Measurement of the critical threshold of granulocyte/macrophage colony–stimulating factor autoantibodies (GMAb) in blood and lung. (A) CD11b stimulation index. Specimens (n = 57) were from Studies 6 and 7. (B) Phagocytic capacity (PC) of neutrophils in whole blood. Specimens (n = 7, evaluated in triplicate) were from Study 6 on Days 210, 238, 245, and 252, and from Study 7 on Days 43, 57, and 63. (C) Effect of serum GMAb concentration on the CD11b stimulation index in passively immunized primates.

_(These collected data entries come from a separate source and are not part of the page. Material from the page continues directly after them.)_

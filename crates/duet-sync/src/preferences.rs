//! Optimistic pin / mute / archive flips.
//!
//! Preferences live only on the acting user's profile, so the remote profile
//! is the single source of truth and the overlay is just a list of pending
//! membership changes layered on top of it. Rolling back a flip means
//! dropping it from the overlay.

use duet_shared::ChatId;
use duet_store::{Preference, UserProfile};

use crate::optimistic::{WriteId, WriteIds};

#[derive(Debug, Clone)]
struct Flip {
    id: WriteId,
    preference: Preference,
    chat: ChatId,
    member: bool,
    confirmed: bool,
    reflected: bool,
}

#[derive(Debug, Default)]
pub struct PreferenceOverlay {
    ids: WriteIds,
    flips: Vec<Flip>,
}

impl PreferenceOverlay {
    pub fn new() -> Self {
        Self::default()
    }

    /// Record that `chat` should be (`member`) or not be in a set.
    pub fn begin(&mut self, preference: Preference, chat: ChatId, member: bool) -> WriteId {
        let id = self.ids.next();
        self.flips.push(Flip {
            id,
            preference,
            chat,
            member,
            confirmed: false,
            reflected: false,
        });
        id
    }

    pub fn len(&self) -> usize {
        self.flips.len()
    }

    pub fn is_empty(&self) -> bool {
        self.flips.is_empty()
    }

    /// The profile as the user should see it.
    pub fn apply(&self, profile: &UserProfile) -> UserProfile {
        let mut effective = profile.clone();
        for flip in &self.flips {
            let set = effective.preference_mut(flip.preference);
            if flip.member {
                set.insert(flip.chat.clone());
            } else {
                set.remove(&flip.chat);
            }
        }
        effective
    }

    /// A fresh remote profile arrived.
    pub fn reconcile(&mut self, profile: &UserProfile) {
        for flip in self.flips.iter_mut() {
            if profile.has_preference(flip.preference, &flip.chat) == flip.member {
                flip.reflected = true;
            }
        }
        self.flips.retain(|f| !(f.confirmed && f.reflected));
    }

    pub fn confirm(&mut self, id: WriteId) {
        if let Some(flip) = self.flips.iter_mut().find(|f| f.id == id) {
            flip.confirmed = true;
        }
        self.flips.retain(|f| !(f.confirmed && f.reflected));
    }

    /// Drop a failed flip. Returns `true` if the view changes as a result.
    pub fn fail(&mut self, id: WriteId) -> bool {
        match self.flips.iter().position(|f| f.id == id) {
            Some(pos) => !self.flips.remove(pos).reflected,
            None => false,
        }
    }
}

#[cfg(test)]
mod tests {
    use super::*;
    use duet_store::Document;
    use serde_json::json;

    fn profile(pinned: &[&str]) -> UserProfile {
        UserProfile::from_document(&Document::new(
            "u1",
            json!({"uid": "u1", "displayName": "Ada", "pinnedChats": pinned}),
        ))
        .unwrap()
    }

    #[test]
    fn test_overlay_until_reflected_and_confirmed() {
        let chat = ChatId("u1_u2".into());
        let mut overlay = PreferenceOverlay::new();
        let id = overlay.begin(Preference::Pin, chat.clone(), true);

        let remote = profile(&[]);
        assert!(overlay.apply(&remote).pinned_chats.contains(&chat));

        overlay.reconcile(&remote);
        overlay.confirm(id);
        assert_eq!(overlay.len(), 1);

        overlay.reconcile(&profile(&["u1_u2"]));
        assert!(overlay.is_empty());
    }

    #[test]
    fn test_failed_flip_is_dropped() {
        let chat = ChatId("u1_u2".into());
        let mut overlay = PreferenceOverlay::new();
        let id = overlay.begin(Preference::Pin, chat.clone(), false);

        let remote = profile(&["u1_u2"]);
        assert!(overlay.apply(&remote).pinned_chats.is_empty());
        assert!(overlay.fail(id));
        assert!(overlay.apply(&remote).pinned_chats.contains(&chat));
    }
}
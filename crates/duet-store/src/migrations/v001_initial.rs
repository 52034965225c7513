//! v001 -- Initial schema creation.
//!
//! A single `documents` table holds every collection. Sub-collections are
//! plain collection paths (`chats/{id}/messages`).

use rusqlite::Connection;

const UP_SQL: &str = r#"
CREATE TABLE IF NOT EXISTS documents (
    collection TEXT NOT NULL,             -- collection path
    id         TEXT NOT NULL,             -- document id, unique per collection
    data       TEXT NOT NULL,             -- JSON object
    updated_at INTEGER NOT NULL,          -- server clock, microseconds

    PRIMARY KEY (collection, id)
);

CREATE INDEX IF NOT EXISTS idx_documents_collection ON documents(collection);
"#;

/// Apply the initial migration.
pub fn up(conn: &Connection) -> Result<(), rusqlite::Error> {
    conn.execute_batch(UP_SQL)
}
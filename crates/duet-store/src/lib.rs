//! # duet-store
//!
//! Document-store contract consumed by the Duet sync engine, plus the typed
//! stores built on it (profiles, chat summaries, messages) and an embedded
//! SQLite backend that satisfies the contract.
//!
//! The contract is deliberately small: point reads, create / add / partial
//! update with per-field last-writer-wins, one-shot queries and live query
//! subscriptions. Nothing spans more than one document, so there are no
//! transactions.

pub mod backend;
pub mod blobs;
pub mod chats;
pub mod database;
pub mod document;
pub mod messages;
pub mod migrations;
pub mod models;
pub mod query;
pub mod users;

mod error;

pub use backend::{DocumentStore, Live, SnapshotSender, Subscription};
pub use blobs::{BlobStore, FsBlobStore};
pub use chats::{ChatStore, NewChat};
pub use database::Database;
pub use document::{DocRef, Document, FieldOp, Patch};
pub use error::{Result, StoreError};
pub use messages::{MessageStore, NewMessage};
pub use models::*;
pub use query::{Cursor, Direction, Filter, Query, Snapshot};
pub use users::ProfileStore;
//! # duet
//!
//! Local driver for the Duet sync engine.
//!
//! Signs in two users against the embedded store, opens the conversation
//! between them and plays a short exchange through two independent
//! sessions: send, reply, react, edit, delete, read tracking and the chat
//! list. Useful as a smoke test of a data directory.

use std::sync::Arc;

use anyhow::Context;
use tokio::sync::mpsc;
use tracing::{info, warn};
use tracing_subscriber::EnvFilter;

use duet_shared::identity::{AuthUser, LocalIdentity};
use duet_shared::UserId;
use duet_store::{Database, DocumentStore, FsBlobStore};
use duet_sync::{ChatSession, Client, Notice, NoticeSink, SyncConfig};

fn user(uid: &str, name: &str) -> AuthUser {
    AuthUser {
        uid: UserId::new(uid),
        display_name: name.to_string(),
        email: format!("{uid}@duet.local"),
        photo_url: String::new(),
    }
}

async fn client(
    config: &SyncConfig,
    backend: Arc<dyn DocumentStore>,
    blobs: Arc<FsBlobStore>,
    auth: AuthUser,
) -> anyhow::Result<(Client, mpsc::UnboundedReceiver<Notice>)> {
    let identity = Arc::new(LocalIdentity::signed_in(auth.clone()));
    let (notices, rx) = NoticeSink::channel();
    let mut client = Client::new(config.clone(), backend, identity, blobs)?.with_notices(notices);
    client.register_profile(&auth).await?;
    client.start_presence()?;
    Ok((client, rx))
}

fn print_transcript(label: &str, session: &ChatSession) {
    println!("--- {label} ({}) ---", session.chat_id());
    for (message, starts_group) in session.messages().iter().zip(session.group_starts()) {
        let sender = if starts_group {
            session
                .chat()
                .and_then(|c| c.display_name_of(&message.sender_id))
                .unwrap_or(message.sender_id.as_str())
                .to_string()
        } else {
            String::new()
        };
        let mut line = format!("{sender:>8} | {}", message.text);
        if message.edited && !message.is_deleted {
            line.push_str(" (edited)");
        }
        if let Some(reply) = &message.reply_to {
            line.push_str(&format!("  [re {}: {}]", reply.sender_display_name, reply.text_preview));
        }
        for (emoji, count) in message.reaction_tally() {
            line.push_str(&format!(" {emoji}{count}"));
        }
        println!("{line}");
    }
    if let Some(summary) = session.summary() {
        println!(
            "{:>8} | unread={} seen={} preview={:?}",
            "", summary.unread, summary.seen, summary.preview
        );
    }
}

fn drain(label: &str, rx: &mut mpsc::UnboundedReceiver<Notice>) {
    while let Ok(notice) = rx.try_recv() {
        warn!(user = label, severity = ?notice.severity, "{}", notice.text);
    }
}

#[tokio::main]
async fn main() -> anyhow::Result<()> {
    tracing_subscriber::fmt()
        .with_env_filter(
            EnvFilter::try_from_default_env()
                .unwrap_or_else(|_| EnvFilter::new("info,duet_sync=debug,duet_store=info")),
        )
        .init();

    info!("Starting Duet v{}", env!("CARGO_PKG_VERSION"));

    let config = SyncConfig::from_env();
    info!(?config, "Loaded configuration");

    let database = match &config.db_path {
        Some(path) => Database::open_at(path),
        None => Database::new(),
    }
    .context("opening the document store")?;
    info!(path = ?database.path(), "Document store ready");
    let backend: Arc<dyn DocumentStore> = Arc::new(database);

    let blobs = Arc::new(
        FsBlobStore::new(
            config.blob_path.clone(),
            config.blob_base_url.clone(),
            FsBlobStore::DEFAULT_MAX_SIZE,
        )
        .await?,
    );

    let (mut ada, mut ada_notices) = client(&config, backend.clone(), blobs.clone(), user("ada", "Ada")).await?;
    let (mut bea, mut bea_notices) = client(&config, backend, blobs, user("bea", "Bea")).await?;

    let mut ada_chat = ada.open_chat(&UserId::new("bea")).await?;
    ada_chat.sync_pending().await;
    let mut bea_chat = bea.open_session(ada_chat.chat_id().clone())?;
    bea_chat.sync_pending().await;

    ada_chat.set_draft("Hi Bea, are we still on for lunch?").await;
    let question = ada_chat.send().await?.message_id;
    bea_chat.sync_pending().await;

    bea_chat.set_reply_target(&question);
    bea_chat.set_draft("Yes! Noon works.").await;
    let answer = bea_chat.send().await?;
    info!(message = %answer.message_id, summary = ?answer.summary, "Bea replied");

    ada_chat.sync_pending().await;
    ada_chat.react(&answer.message_id, "👍").await?;
    ada_chat.set_draft("See you at 12:30").await;
    let typo = ada_chat.send().await?.message_id;
    ada_chat.sync_pending().await;
    ada_chat.edit(&typo, "See you at noon").await?;

    ada_chat.set_draft("you are subhuman").await;
    if let Err(e) = ada_chat.send().await {
        info!(error = %e, "Message blocked as expected");
    }

    ada_chat.set_draft("Bringing snacks").await;
    let extra = ada_chat.send().await?.message_id;
    ada_chat.sync_pending().await;
    ada_chat.delete(&extra).await?;

    bea_chat.sync_pending().await;
    ada_chat.sync_pending().await;
    print_transcript("Ada", &ada_chat);
    print_transcript("Bea", &bea_chat);

    let mut list = ada.chat_list()?;
    list.sync_pending();
    for item in list.view().active {
        println!(
            "chat {} with {}: {:?} (unread {})",
            item.chat_id, item.summary.counterpart_name, item.summary.preview, item.summary.unread
        );
    }

    ada_chat.close().await;
    bea_chat.close().await;
    drain("ada", &mut ada_notices);
    drain("bea", &mut bea_notices);

    ada.sign_out().await;
    bea.sign_out().await;
    info!("Done");
    Ok(())
}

At concentrations of GMAb above the putative critical threshold (solid line), the CD11b stimulation index was reduced to zero (dashed line). Specimens are from Study 3 (single 14.7-mg GMAb dose; open circle; n = 8 determinations); Studies 4 and 5 (multiple 20-mg GMAb doses; triangle up, triangle down; n = 6 and 15 determinations, respectively); and Studies 6 and 7 (multiple 50-mg or 20-mg GMAb doses with B-cell depletion; open diamond, open square; n = 52 and 39 determinations, respectively). (D) GMAb in serum and lung (ELF) from GMAb-exposed primates. Specimens (n = 12) were from Study 6, Days 125, 225, and 308; Study 7, Day 99. (E) Serum surfactant protein-D concentration. Specimens (n = 65) were from Studies 6 and 7. (F) Number of days that the GMAb concentration in lung epithelial lining fluid (ELF) was maintained above specified levels in Studies 6 (open diamond) and 7 (open square).

Figure 9.

Proposed mechanism by which granulocyte/macrophage colony–stimulating factor (GM-CSF) autoantibodies cause pulmonary alveolar proteinosis. High levels of GM-CSF autoantibodies (GMAb) block GM-CSF signaling to alveolar macrophages and their precursors, thereby arresting terminal differentiation (dashed line) and impairing surfactant catabolism (open arrow) and host defense functions (dotted line) of alveolar macrophages. Surfactant homeostasis is disrupted by the slow, progressive accumulation of surfactant, resulting in eventual respiratory dysfunction of insidious onset with impaired oxygen diffusion, hypoxemia, and dyspnea. Loss of GM-CSF signaling does not alter basal neutrophil blood counts, cellular morphology, or expression of PU.1 and multiple differentiation markers. GMAb do reduce the capacity of some neutrophil functions in rheostatic fashion (dotted line) [25] contributing to an increased risk of infection but without affecting neutrophil differentiation. GM-CSF also blocks the homeostatic expansion of B lymphocytes after acute B lymphopenia (not shown).